** MATERIAL SHOWN follows **
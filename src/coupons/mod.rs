//! Coupons

use std::{fmt, num::NonZeroU32, str::FromStr};

use jiff::Timestamp;
use rust_decimal::Decimal;
use serde::{Deserialize, Serialize};
use slotmap::new_key_type;
use thiserror::Error;

use crate::coupons::eligibility::EligibilityRules;

pub mod eligibility;

new_key_type! {
    /// Coupon Key
    pub struct CouponKey;
}

/// Shortest accepted coupon code, in characters.
pub const MIN_CODE_LEN: usize = 3;

/// Longest accepted coupon code, in characters.
pub const MAX_CODE_LEN: usize = 20;

/// Shortest accepted description, in characters.
pub const MIN_DESCRIPTION_LEN: usize = 10;

/// Longest accepted description, in characters.
pub const MAX_DESCRIPTION_LEN: usize = 200;

/// Errors raised when a coupon definition is invalid.
#[derive(Debug, Error, PartialEq, Eq)]
pub enum CouponError {
    /// Code is too short or too long after normalisation.
    #[error("coupon code '{0}' must be between 3 and 20 characters")]
    InvalidCode(String),

    /// Description is too short or too long.
    #[error("coupon description must be between 10 and 200 characters, got {0}")]
    InvalidDescription(usize),

    /// Discount value must be strictly positive.
    #[error("discount value must be positive, got {0}")]
    NonPositiveDiscountValue(Decimal),

    /// Discount cap must be strictly positive when present.
    #[error("max discount amount must be positive, got {0}")]
    NonPositiveMaxDiscount(Decimal),

    /// The validity window ends on or before it starts.
    #[error("coupon end date {end} must be after start date {start}")]
    InvalidDateRange {
        /// Start of the window
        start: Timestamp,
        /// End of the window
        end: Timestamp,
    },

    /// An eligibility minimum was present but not positive.
    #[error("eligibility minimum '{0}' must be positive")]
    NonPositiveMinimum(&'static str),

    /// An allowed country is not a two-letter code.
    #[error("country code '{0}' must be exactly 2 letters")]
    InvalidCountry(String),
}

/// How a coupon's discount value is interpreted.
#[derive(Debug, Clone, Copy, PartialEq, Eq, Hash, Serialize, Deserialize)]
#[serde(rename_all = "SCREAMING_SNAKE_CASE")]
pub enum DiscountType {
    /// Fixed amount off the cart value
    Flat,

    /// Percentage of the cart value, optionally capped
    Percent,
}

impl DiscountType {
    /// Upper-case name of the discount type.
    pub fn as_str(self) -> &'static str {
        match self {
            DiscountType::Flat => "FLAT",
            DiscountType::Percent => "PERCENT",
        }
    }
}

impl fmt::Display for DiscountType {
    fn fmt(&self, f: &mut fmt::Formatter<'_>) -> fmt::Result {
        f.write_str(self.as_str())
    }
}

/// Error parsing a [`DiscountType`].
#[derive(Debug, Error, PartialEq, Eq)]
#[error("unknown discount type: {0}")]
pub struct UnknownDiscountType(pub String);

impl FromStr for DiscountType {
    type Err = UnknownDiscountType;

    fn from_str(s: &str) -> Result<Self, Self::Err> {
        match s.trim().to_ascii_uppercase().as_str() {
            "FLAT" => Ok(DiscountType::Flat),
            "PERCENT" => Ok(DiscountType::Percent),
            _ => Err(UnknownDiscountType(s.to_string())),
        }
    }
}

/// A time-bounded, rule-gated discount offer.
#[derive(Debug, Clone, PartialEq, Eq)]
pub struct Coupon {
    /// Unique, upper-case code
    pub code: String,

    /// Human readable description
    pub description: String,

    /// How `discount_value` is applied
    pub discount_type: DiscountType,

    /// Flat amount or percentage points
    pub discount_value: Decimal,

    /// Cap on a percentage discount
    pub max_discount_amount: Option<Decimal>,

    /// Start of the validity window (inclusive)
    pub start_date: Timestamp,

    /// End of the validity window (inclusive)
    pub end_date: Timestamp,

    /// Redemptions allowed per user
    pub usage_limit_per_user: Option<NonZeroU32>,

    /// Eligibility rules
    pub eligibility: EligibilityRules,

    /// Whether the coupon may be offered at all
    pub is_active: bool,
}

impl Coupon {
    /// Create an active coupon with no eligibility rules, usage limit or cap.
    pub fn new(
        code: &str,
        description: impl Into<String>,
        discount_type: DiscountType,
        discount_value: Decimal,
        start_date: Timestamp,
        end_date: Timestamp,
    ) -> Self {
        Self {
            code: normalize_code(code),
            description: description.into(),
            discount_type,
            discount_value,
            max_discount_amount: None,
            start_date,
            end_date,
            usage_limit_per_user: None,
            eligibility: EligibilityRules::default(),
            is_active: true,
        }
    }

    /// Set the percentage cap.
    #[must_use]
    pub fn with_max_discount(mut self, max: Decimal) -> Self {
        self.max_discount_amount = Some(max);
        self
    }

    /// Set the per-user usage limit.
    #[must_use]
    pub fn with_usage_limit(mut self, limit: NonZeroU32) -> Self {
        self.usage_limit_per_user = Some(limit);
        self
    }

    /// Replace the eligibility rules.
    #[must_use]
    pub fn with_eligibility(mut self, eligibility: EligibilityRules) -> Self {
        self.eligibility = eligibility;
        self
    }

    /// Set whether the coupon is active.
    #[must_use]
    pub fn with_active(mut self, is_active: bool) -> Self {
        self.is_active = is_active;
        self
    }

    /// Whether `now` falls inside the validity window, both ends inclusive.
    pub fn is_live_at(&self, now: Timestamp) -> bool {
        self.start_date <= now && now <= self.end_date
    }

    /// Fields exposed to callers of the selection engine.
    pub fn summary(&self) -> CouponSummary {
        CouponSummary {
            code: self.code.clone(),
            description: self.description.clone(),
            discount_type: self.discount_type,
            discount_value: self.discount_value,
            max_discount_amount: self.max_discount_amount,
            end_date: self.end_date,
        }
    }

    /// Check the coupon definition.
    ///
    /// # Errors
    ///
    /// Returns the first [`CouponError`] found.
    pub fn validate(&self) -> Result<(), CouponError> {
        let code_len = self.code.chars().count();
        if !(MIN_CODE_LEN..=MAX_CODE_LEN).contains(&code_len) {
            return Err(CouponError::InvalidCode(self.code.clone()));
        }

        let description_len = self.description.chars().count();
        if !(MIN_DESCRIPTION_LEN..=MAX_DESCRIPTION_LEN).contains(&description_len) {
            return Err(CouponError::InvalidDescription(description_len));
        }

        if self.discount_value <= Decimal::ZERO {
            return Err(CouponError::NonPositiveDiscountValue(self.discount_value));
        }

        if let Some(max) = self
            .max_discount_amount
            .filter(|max| *max <= Decimal::ZERO)
        {
            return Err(CouponError::NonPositiveMaxDiscount(max));
        }

        if self.end_date <= self.start_date {
            return Err(CouponError::InvalidDateRange {
                start: self.start_date,
                end: self.end_date,
            });
        }

        self.eligibility.validate()
    }
}

/// Trim and upper-case a coupon code.
pub fn normalize_code(code: &str) -> String {
    code.trim().to_uppercase()
}

/// The subset of a coupon returned alongside a selection.
#[derive(Debug, Clone, PartialEq, Eq, Serialize)]
#[serde(rename_all = "camelCase")]
pub struct CouponSummary {
    /// Coupon code
    pub code: String,

    /// Coupon description
    pub description: String,

    /// Discount type
    pub discount_type: DiscountType,

    /// Discount value
    pub discount_value: Decimal,

    /// Percentage cap, if any
    #[serde(skip_serializing_if = "Option::is_none")]
    pub max_discount_amount: Option<Decimal>,

    /// End of the validity window
    pub end_date: Timestamp,
}

#[cfg(test)]
mod tests {
    use rust_decimal::dec;
    use testresult::TestResult;

    use super::*;

    fn test_coupon() -> Result<Coupon, jiff::Error> {
        Ok(Coupon::new(
            " flat100 ",
            "Flat 100 off big carts",
            DiscountType::Flat,
            dec!(100),
            "2024-01-01T00:00:00Z".parse()?,
            "2024-12-31T23:59:59Z".parse()?,
        ))
    }

    #[test]
    fn new_normalizes_code() -> TestResult {
        assert_eq!(test_coupon()?.code, "FLAT100");

        Ok(())
    }

    #[test]
    fn valid_coupon_passes_validation() -> TestResult {
        test_coupon()?.validate()?;

        Ok(())
    }

    #[test]
    fn validate_rejects_short_code() -> TestResult {
        let mut coupon = test_coupon()?;
        coupon.code = "AB".to_string();

        assert_eq!(
            coupon.validate(),
            Err(CouponError::InvalidCode("AB".to_string()))
        );

        Ok(())
    }

    #[test]
    fn validate_rejects_short_description() -> TestResult {
        let mut coupon = test_coupon()?;
        coupon.description = "Too short".to_string();

        assert_eq!(coupon.validate(), Err(CouponError::InvalidDescription(9)));

        Ok(())
    }

    #[test]
    fn validate_rejects_non_positive_values() -> TestResult {
        let mut coupon = test_coupon()?;
        coupon.discount_value = Decimal::ZERO;

        assert_eq!(
            coupon.validate(),
            Err(CouponError::NonPositiveDiscountValue(Decimal::ZERO))
        );

        let coupon = test_coupon()?.with_max_discount(dec!(-1));

        assert_eq!(
            coupon.validate(),
            Err(CouponError::NonPositiveMaxDiscount(dec!(-1)))
        );

        Ok(())
    }

    #[test]
    fn validate_rejects_end_not_after_start() -> TestResult {
        let mut coupon = test_coupon()?;
        coupon.end_date = coupon.start_date;

        assert!(matches!(
            coupon.validate(),
            Err(CouponError::InvalidDateRange { .. })
        ));

        Ok(())
    }

    #[test]
    fn live_window_is_inclusive() -> TestResult {
        let coupon = test_coupon()?;

        assert!(coupon.is_live_at(coupon.start_date));
        assert!(coupon.is_live_at(coupon.end_date));
        assert!(!coupon.is_live_at("2025-01-01T00:00:00Z".parse()?));
        assert!(!coupon.is_live_at("2023-12-31T23:59:59Z".parse()?));

        Ok(())
    }

    #[test]
    fn discount_type_parses_known_names() -> TestResult {
        assert_eq!("flat".parse::<DiscountType>()?, DiscountType::Flat);
        assert_eq!("PERCENT".parse::<DiscountType>()?, DiscountType::Percent);
        assert_eq!(
            "BOGO".parse::<DiscountType>(),
            Err(UnknownDiscountType("BOGO".to_string()))
        );

        Ok(())
    }

    #[test]
    fn summary_serializes_camel_case_without_missing_cap() -> TestResult {
        let summary = test_coupon()?.summary();
        let json = serde_json::to_value(&summary)?;

        assert_eq!(json["code"], "FLAT100");
        assert_eq!(json["discountType"], "FLAT");
        assert!(json.get("maxDiscountAmount").is_none());
        assert!(json.get("endDate").is_some());

        Ok(())
    }
}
** End of MATERIAL SHOWN **
--- TASK INSTRUCTIONS ---
The answer must consist of every line in the records above that contains the word "Timestamp".

--- PROBLEM SOLUTION ---
use jiff::Timestamp;
        start: Timestamp,
        end: Timestamp,
    pub start_date: Timestamp,
    pub end_date: Timestamp,
        start_date: Timestamp,
        end_date: Timestamp,
    pub fn is_live_at(&self, now: Timestamp) -> bool {
    pub end_date: Timestamp,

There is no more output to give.